• Exercise
Take every line from the data that has the word "status" in it.

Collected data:

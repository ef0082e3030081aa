use serde::Deserialize;

use crate::types::{BookRecord, UNKNOWN_AUTHOR};

/// One element of the `items` array of a volumes response.
#[derive(Default, Debug, Clone, PartialEq, Deserialize)]
#[serde(rename_all = "camelCase")]
pub struct Volume {
    pub volume_info: VolumeInfo,
}

#[derive(Default, Debug, Clone, PartialEq, Deserialize)]
#[serde(rename_all = "camelCase")]
pub struct VolumeInfo {
    pub title:                 Option<String>,
    pub authors:               Option<Vec<String>>,
    pub page_count:            Option<u32>,
    pub info_link:             Option<String>,
    pub canonical_volume_link: Option<String>,
}

impl From<Volume> for BookRecord {
    fn from(volume: Volume) -> Self {
        let info = volume.volume_info;
        Self {
            title:      info.title.unwrap_or_default(),
            author:     info
                .authors
                .and_then(|authors| authors.into_iter().next())
                .unwrap_or_else(|| UNKNOWN_AUTHOR.into()),
            page_count: info.page_count.unwrap_or_default(),
            detail_url: info
                .info_link
                .or(info.canonical_volume_link)
                .unwrap_or_default(),
        }
    }
}
use async_trait::async_trait;

use crate::{config::Config, error::SearchError, types::Delivery};

/// Reports whether the network is reachable right now.
///
/// Must answer without blocking; `false` stops a search before any request is made.
pub trait ConnectivityProbe: Send + Sync {
    fn is_connected(&self) -> bool;
}

/// Issues one GET and hands back the raw body.
#[async_trait]
pub trait Fetcher: Send + Sync {
    async fn fetch(&self, url: &str) -> Result<String, SearchError>;
}

/// Receives the outcomes the loader decides are still current.
pub trait OutcomeSink {
    fn deliver(&mut self, delivery: Delivery);
}

impl OutcomeSink for Vec<Delivery> {
    fn deliver(&mut self, delivery: Delivery) {
        self.push(delivery);
    }
}

impl OutcomeSink for tokio::sync::mpsc::UnboundedSender<Delivery> {
    fn deliver(&mut self, delivery: Delivery) {
        // The receiving side going away just means nobody is looking anymore.
        let _ = self.send(delivery);
    }
}

pub trait DisplayTerminal {
    fn fmt_to_string(&self, config: &Config) -> String;
}
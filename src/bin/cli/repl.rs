use std::path::Path;

use anyhow::Context;
use reedline::{
    ColumnarMenu, DefaultCompleter, Emacs, ExampleHighlighter, FileBackedHistory, KeyCode,
    KeyModifiers, Reedline, ReedlineEvent, ReedlineMenu, Signal,
};

use crate::prompt::BookSearchPrompt;

const HISTORY_SIZE: usize = 1000;

pub struct Repl {
    reedline: Reedline,
    prompt:   BookSearchPrompt,
}

impl Repl {
    pub fn new(commands: Vec<String>, history_file: &Path) -> anyhow::Result<Self> {
        let history = Box::new(
            FileBackedHistory::with_file(HISTORY_SIZE, history_file.to_path_buf())
                .with_context(|| format!("Opening history file {}", history_file.display()))?,
        );

        let completer = Box::new(DefaultCompleter::new_with_wordlen(commands.clone(), 1));

        let completion_menu = Box::new(ColumnarMenu::default().with_name("completion_menu"));

        let mut keybindings = reedline::default_emacs_keybindings();
        keybindings.add_binding(
            KeyModifiers::NONE,
            KeyCode::Tab,
            ReedlineEvent::UntilFound(vec![
                ReedlineEvent::Menu("completion_menu".to_string()),
                ReedlineEvent::MenuNext,
            ]),
        );

        let line_editor = Reedline::create()
            .with_history(history)
            .with_highlighter(Box::new(ExampleHighlighter::new(commands)))
            .with_completer(completer)
            .with_menu(ReedlineMenu::EngineCompleter(completion_menu))
            .with_edit_mode(Box::new(Emacs::new(keybindings)));

        Ok(Repl {
            reedline: line_editor,
            prompt:   BookSearchPrompt::default(),
        })
    }

    pub fn read_line(&mut self) -> anyhow::Result<Signal> {
        Ok(self.reedline.read_line(&self.prompt)?)
    }

    pub fn set_status(&mut self, status: impl Into<String>) {
        self.prompt.status = status.into();
    }
}
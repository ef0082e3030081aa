pub mod book_record;
pub mod outcome;

pub use book_record::{BookRecord, UNKNOWN_AUTHOR};
pub use outcome::{Delivery, LoadOutcome, SearchRequest};
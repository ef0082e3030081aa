pub mod config;
pub mod connectivity;
pub mod default_colors;
pub mod error;
pub mod fetch;
pub mod googlebooks_schema;
pub mod loader;
pub mod parse;
pub mod query;
pub mod traits;
pub mod types;

pub use error::SearchError;
pub use loader::{LoaderState, Pump, SearchLoader};
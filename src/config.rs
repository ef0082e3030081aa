use std::{path::PathBuf, time::Duration};

use anyhow::Result;
use crossterm::style::Stylize;
use figment::{
    providers::{Env, Format, Serialized, Toml},
    Figment,
};
use reqwest::Url;
use serde::{Deserialize, Serialize};

use crate::{
    default_colors::*,
    fetch::{FetchTimeouts, DEFAULT_CONNECT_TIMEOUT_MS, DEFAULT_READ_TIMEOUT_MS},
    query::{QueryBuilder, DEFAULT_BASE_URL, DEFAULT_MAX_RESULTS},
};

pub const CONFIG_FILE: &str = "booksearch.toml";
pub const ENV_PREFIX: &str = "BOOKSEARCH_";

#[derive(Debug, Clone, PartialEq, Serialize, Deserialize)]
pub struct StyleConfig {
    bold:   bool,
    italic: bool,
    color:  crossterm::style::Color,
}

impl StyleConfig {
    fn style(&self, s: impl ToString) -> String {
        let mut s = s.to_string().with(self.color);
        if self.bold {
            s = s.bold();
        }
        if self.italic {
            s = s.italic();
        }
        s.to_string()
    }
}

pub trait Styleable {
    fn style(&self, c: &StyleConfig) -> String;
}

impl<T> Styleable for T
where
    T: ToString + std::fmt::Display,
{
    fn style(&self, c: &StyleConfig) -> String {
        c.style(self)
    }
}

impl Default for StyleConfig {
    fn default() -> Self {
        Self {
            color:  COLOR_WHITE,
            bold:   false,
            italic: false,
        }
    }
}

#[derive(Debug, Clone, PartialEq, Serialize, Deserialize)]
pub struct OutputConfig {
    pub prefix:            String,
    pub suffix:            String,
    pub description:       String,
    pub style_prefix:      StyleConfig,
    pub style_suffix:      StyleConfig,
    pub style_description: StyleConfig,
    pub style_content:     StyleConfig,
}

impl OutputConfig {
    pub fn format_str(&self, content: impl ToString) -> String {
        let prefix = self.prefix.style(&self.style_prefix);
        let suffix = self.suffix.style(&self.style_suffix);
        let content = content.to_string().style(&self.style_content);
        if self.description.is_empty() {
            return format!("{prefix}{content}{suffix}");
        }
        let description = self.description.style(&self.style_description);
        format!("{prefix}{description} {content}{suffix}")
    }
}

impl Default for OutputConfig {
    fn default() -> Self {
        Self {
            prefix:            "".into(),
            suffix:            "".into(),
            description:       "".into(),
            style_prefix:      StyleConfig::default(),
            style_suffix:      StyleConfig::default(),
            style_description: StyleConfig {
                italic: true,
                ..StyleConfig::default()
            },
            style_content:     StyleConfig::default(),
        }
    }
}

#[derive(Debug, Clone, PartialEq, Serialize, Deserialize)]
pub struct Config {
    pub base_url:           String,
    pub max_results:        u32,
    pub connect_timeout_ms: u64,
    pub read_timeout_ms:    u64,
    pub force_offline:      bool,
    pub initial_query:      Option<String>,
    pub history_file:       PathBuf,
    pub output_index:       OutputConfig,
    pub output_title:       OutputConfig,
    pub output_author:      OutputConfig,
    pub output_page_count:  OutputConfig,
    pub output_link:        OutputConfig,
    pub output_empty:       OutputConfig,
    pub output_error:       OutputConfig,
}

impl Config {
    pub fn default_as_string() -> Result<String> {
        Ok(toml::to_string(&Self::default())?)
    }

    /// Defaults, then `booksearch.toml`, then `BOOKSEARCH_*` variables.
    pub fn read_config() -> Result<Self> {
        Self::from_figment(
            Figment::new()
                .merge(Serialized::defaults(Config::default()))
                .merge(Toml::file(CONFIG_FILE))
                .merge(Env::prefixed(ENV_PREFIX)),
        )
    }

    pub fn from_figment(figment: Figment) -> Result<Self> {
        let config: Self = figment.extract()?;
        // Surface a bad base url at startup instead of on the first search.
        Url::parse(&config.base_url)?;
        Ok(config)
    }

    pub fn query_builder(&self) -> Result<QueryBuilder> {
        Ok(QueryBuilder::new(
            Url::parse(&self.base_url)?,
            self.max_results,
        ))
    }

    pub fn fetch_timeouts(&self) -> FetchTimeouts {
        FetchTimeouts {
            connect: Duration::from_millis(self.connect_timeout_ms),
            read:    Duration::from_millis(self.read_timeout_ms),
        }
    }
}

impl Default for Config {
    fn default() -> Self {
        Self {
            base_url:           DEFAULT_BASE_URL.into(),
            max_results:        DEFAULT_MAX_RESULTS,
            connect_timeout_ms: DEFAULT_CONNECT_TIMEOUT_MS,
            read_timeout_ms:    DEFAULT_READ_TIMEOUT_MS,
            force_offline:      false,
            initial_query:      Some("android".into()),
            history_file:       PathBuf::from("history.txt"),
            output_index:       OutputConfig {
                suffix: ".".into(),
                style_content: StyleConfig {
                    color: COLOR_DIMMED,
                    ..StyleConfig::default()
                },
                ..OutputConfig::default()
            },
            output_title:       OutputConfig {
                style_content: StyleConfig {
                    color: COLOR_BOOK,
                    bold: true,
                    ..StyleConfig::default()
                },
                ..OutputConfig::default()
            },
            output_author:      OutputConfig {
                prefix: "[".into(),
                suffix: "]".into(),
                description: "Written by:".into(),
                style_content: StyleConfig {
                    color: COLOR_AUTHOR,
                    ..StyleConfig::default()
                },
                ..OutputConfig::default()
            },
            output_page_count:  OutputConfig {
                prefix: "[".into(),
                suffix: "]".into(),
                description: "Pages:".into(),
                style_content: StyleConfig {
                    color: COLOR_PAGE_COUNT,
                    ..StyleConfig::default()
                },
                ..OutputConfig::default()
            },
            output_link:        OutputConfig {
                style_content: StyleConfig {
                    color: COLOR_LINK,
                    ..StyleConfig::default()
                },
                ..OutputConfig::default()
            },
            output_empty:       OutputConfig {
                style_content: StyleConfig {
                    color: COLOR_DIMMED,
                    italic: true,
                    ..StyleConfig::default()
                },
                ..OutputConfig::default()
            },
            output_error:       OutputConfig {
                description: "Error:".into(),
                style_content: StyleConfig {
                    color: COLOR_ERROR,
                    ..StyleConfig::default()
                },
                ..OutputConfig::default()
            },
        }
    }
}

• Answer section
    pub fn set_status(&mut self, status: impl Into<String>) {
        self.prompt.status = status.into();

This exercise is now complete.